▶ INSTRUCTIONS TO FOLLOW: Every line below that holds "JoinHandle" must be copied.

▶ INPUT DATA:

= = = = = = =

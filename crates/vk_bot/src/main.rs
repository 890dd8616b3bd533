#![forbid(unsafe_code)]

mod config;

use std::path::PathBuf;
use std::sync::Arc;

use tokio::task::JoinHandle;
use tokio_util::sync::CancellationToken;
use tracing::{info, warn};
use tracing_subscriber::layer::SubscriberExt;
use tracing_subscriber::util::SubscriberInitExt;
use vk_longpoll::decode::{CODE_NEW_MESSAGE, CODE_USER_TYPING};
use vk_longpoll::{
	ApiClient, GroupEvent, GroupRegistry, MessageEvent, MessageRegistry, ReqwestTransport, SessionDescriptor, Transport,
	subscribe_group, subscribe_messages,
};

use crate::config::BotConfig;

fn usage_and_exit() -> ! {
	eprintln!(
		"Usage: vk_bot [--config path]\n\
\n\
Options:\n\
\t--config  Config file (default: ~/.vk_bot/config.toml)\n\
\t--help    Show this help\n\
"
	);
	std::process::exit(2)
}

fn parse_args() -> Option<PathBuf> {
	let mut config_path = None;

	let mut it = std::env::args().skip(1);
	while let Some(arg) = it.next() {
		match arg.as_str() {
			"--help" | "-h" => usage_and_exit(),
			"--config" | "-c" => {
				let v = it.next().unwrap_or_else(|| usage_and_exit());
				if v.trim().is_empty() {
					eprintln!("--config must be non-empty");
					usage_and_exit();
				}
				config_path = Some(PathBuf::from(v));
			}
			other => {
				eprintln!("Unknown argument: {other}");
				usage_and_exit();
			}
		}
	}

	config_path
}

fn init_tracing() {
	let filter = std::env::var("RUST_LOG").unwrap_or_else(|_| "info,vk_longpoll=debug,vk_bot=debug".to_string());

	tracing_subscriber::registry()
		.with(tracing_subscriber::EnvFilter::new(filter))
		.with(tracing_subscriber::fmt::layer().with_target(false))
		.init();
}

fn init_metrics(bind: Option<&str>) {
	let Some(bind) = bind else {
		return;
	};

	match bind.parse::<std::net::SocketAddr>() {
		Ok(addr) => {
			if let Err(e) = metrics_exporter_prometheus::PrometheusBuilder::new()
				.with_http_listener(addr)
				.install()
			{
				warn!(error = %e, "failed to start metrics exporter");
			} else {
				info!(%addr, "metrics exporter listening");
			}
		}
		Err(e) => {
			warn!(error = %e, %bind, "invalid metrics bind address (expected host:port)");
		}
	}
}

fn group_handlers() -> Arc<GroupRegistry> {
	let registry = Arc::new(GroupRegistry::new());

	registry.register("message_new", |ev: &GroupEvent| {
		let object: serde_json::Value = ev.object_as()?;
		let text = object
			.pointer("/message/text")
			.or_else(|| object.get("text"))
			.and_then(serde_json::Value::as_str)
			.unwrap_or_default();
		info!(group_id = ev.group_id, event_id = ?ev.event_id, text, "group message");
		Ok(())
	});

	registry.register("wall_post_new", |ev: &GroupEvent| {
		let object: serde_json::Value = ev.object_as()?;
		info!(group_id = ev.group_id, post_id = ?object.get("id"), "new wall post");
		Ok(())
	});

	registry
}

fn message_handlers() -> Arc<MessageRegistry> {
	let registry = Arc::new(MessageRegistry::new());

	registry.register(CODE_NEW_MESSAGE, |ev: &MessageEvent| {
		if let MessageEvent::NewMessage(m) = ev {
			info!(
				kind = m.kind.as_str(),
				message_id = m.message_id,
				peer_id = m.peer_id,
				attachments = m.attachments.len(),
				text = %m.text,
				"message"
			);
		}
		Ok(())
	});

	registry.register(CODE_USER_TYPING, |ev: &MessageEvent| {
		if let MessageEvent::UserTyping(t) = ev {
			info!(user_id = t.user_id, "user typing");
		}
		Ok(())
	});

	registry
}

fn build_api(cfg: &BotConfig) -> anyhow::Result<ApiClient> {
	let Some(token) = cfg.access_token.clone() else {
		return Err(anyhow::anyhow!("no access token configured"));
	};
	Ok(ApiClient::new(token)?
		.with_base_url(cfg.api_base_url.clone())
		.with_api_version(cfg.api_version.clone()))
}

/// Cancel every started loop and wait for all of them to return.
async fn stop_loops(cancel: &CancellationToken, loops: Vec<JoinHandle<SessionDescriptor>>) {
	cancel.cancel();

	for result in futures::future::join_all(loops).await {
		match result {
			Ok(session) => info!(server = %session.server, cursor = %session.cursor, "stream stopped"),
			Err(e) => warn!(error = %e, "poll loop task failed"),
		}
	}
}

#[tokio::main]
async fn main() -> anyhow::Result<()> {
	init_tracing();

	let config_path = match parse_args() {
		Some(path) => path,
		None => crate::config::default_config_path()?,
	};
	let cfg = crate::config::load_bot_config_from_path(&config_path)?;
	info!(path = %config_path.display(), "loaded bot config (toml + env overrides)");

	init_metrics(cfg.metrics_bind.as_deref());

	let api = build_api(&cfg)?;
	let transport: Arc<dyn Transport> = Arc::new(ReqwestTransport::new()?);
	let cancel = CancellationToken::new();
	let mut loops: Vec<JoinHandle<SessionDescriptor>> = Vec::new();

	if cfg.group.enabled {
		let lp = subscribe_group(
			api.clone(),
			cfg.group.group_id,
			Arc::clone(&transport),
			group_handlers(),
			cfg.backoff,
		)
		.await?;
		info!(subscription_id = lp.subscription_id(), group_id = %cfg.group.group_id, "group stream subscribed");
		loops.push(tokio::spawn(lp.run(cancel.child_token())));
	}

	if cfg.messages.enabled {
		let lp = match subscribe_messages(
			api.clone(),
			cfg.messages.group_id,
			cfg.messages.options,
			Arc::clone(&transport),
			message_handlers(),
			cfg.backoff,
		)
		.await
		{
			Ok(lp) => lp,
			Err(e) => {
				stop_loops(&cancel, loops).await;
				return Err(e.into());
			}
		};
		info!(
			subscription_id = lp.subscription_id(),
			mode = cfg.messages.options.mode,
			version = cfg.messages.options.version,
			"message stream subscribed"
		);
		loops.push(tokio::spawn(lp.run(cancel.child_token())));
	}

	if loops.is_empty() {
		warn!("no streams enabled; nothing to do");
		return Ok(());
	}

	tokio::signal::ctrl_c().await?;
	info!("shutdown requested");
	stop_loops(&cancel, loops).await;

	Ok(())
}
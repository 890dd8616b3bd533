#![forbid(unsafe_code)]

pub mod api;
pub mod backoff;
pub mod decode;
pub mod error;
pub mod poll_loop;
pub mod registry;
pub mod session;
pub mod transport;

#[cfg(test)]
mod test_support;

use std::fmt;

pub use api::{API_REQUEST_TIMEOUT, ApiClient, ApiMethod, DEFAULT_API_BASE_URL, DEFAULT_API_VERSION};
pub use backoff::{Backoff, BackoffConfig};
pub use decode::{
	GroupEvent, MessageEvent, NewMessage, NewMessageKind, PollResponse, UserTyping, decode_group_update,
	decode_message_update, decode_poll_response,
};
pub use error::{AcquisitionError, ApiError, DecodeError, TransportError};
pub use poll_loop::{ACQUIRE_TIMEOUT, CycleOutcome, GroupStream, MessageStream, PollLoop, StreamCodec, subscribe_group, subscribe_messages};
pub use registry::{CallbackRegistry, Handler};
pub use session::{
	FailureCode, GroupSessionAcquirer, MessageSessionAcquirer, MessageStreamOptions, Recovery, SessionAcquirer,
	SessionDescriptor, apply_recovery, mode,
};
pub use transport::{ReqwestTransport, Transport};
pub use vk_domain::{Cursor, StreamKind, TargetId};

/// Fixed long-wait timeout for every poll, in seconds.
pub const POLL_WAIT_SECONDS: u32 = 25;

/// Latest message-stream protocol version this crate decodes.
pub const LATEST_MESSAGE_PROTOCOL_VERSION: u32 = 3;

/// Registry for community stream handlers, keyed by event type.
pub type GroupRegistry = CallbackRegistry<String, GroupEvent>;

/// Registry for message stream handlers, keyed by update code.
pub type MessageRegistry = CallbackRegistry<u32, MessageEvent>;

/// Wrapper that redacts in logs.
#[derive(Clone, PartialEq, Eq)]
pub struct SecretString(String);

impl SecretString {
	pub fn new(s: impl Into<String>) -> Self {
		Self(s.into())
	}

	/// Access the inner secret string.
	pub fn expose(&self) -> &str {
		&self.0
	}

	pub fn is_empty(&self) -> bool {
		self.0.trim().is_empty()
	}
}

impl fmt::Debug for SecretString {
	fn fmt(&self, f: &mut fmt::Formatter<'_>) -> fmt::Result {
		f.write_str("SecretString(<redacted>)")
	}
}

impl fmt::Display for SecretString {
	fn fmt(&self, f: &mut fmt::Formatter<'_>) -> fmt::Result {
		f.write_str("<redacted>")
	}
}

impl<'de> serde::Deserialize<'de> for SecretString {
	fn deserialize<D>(deserializer: D) -> Result<Self, D::Error>
	where
		D: serde::Deserializer<'de>,
	{
		let s = String::deserialize(deserializer)?;
		Ok(SecretString::new(s))
	}
}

= = = = = = =

▶ ANSWER SECTION:
use tokio::task::JoinHandle;
async fn stop_loops(cancel: &CancellationToken, loops: Vec<JoinHandle<SessionDescriptor>>) {
	let mut loops: Vec<JoinHandle<SessionDescriptor>> = Vec::new();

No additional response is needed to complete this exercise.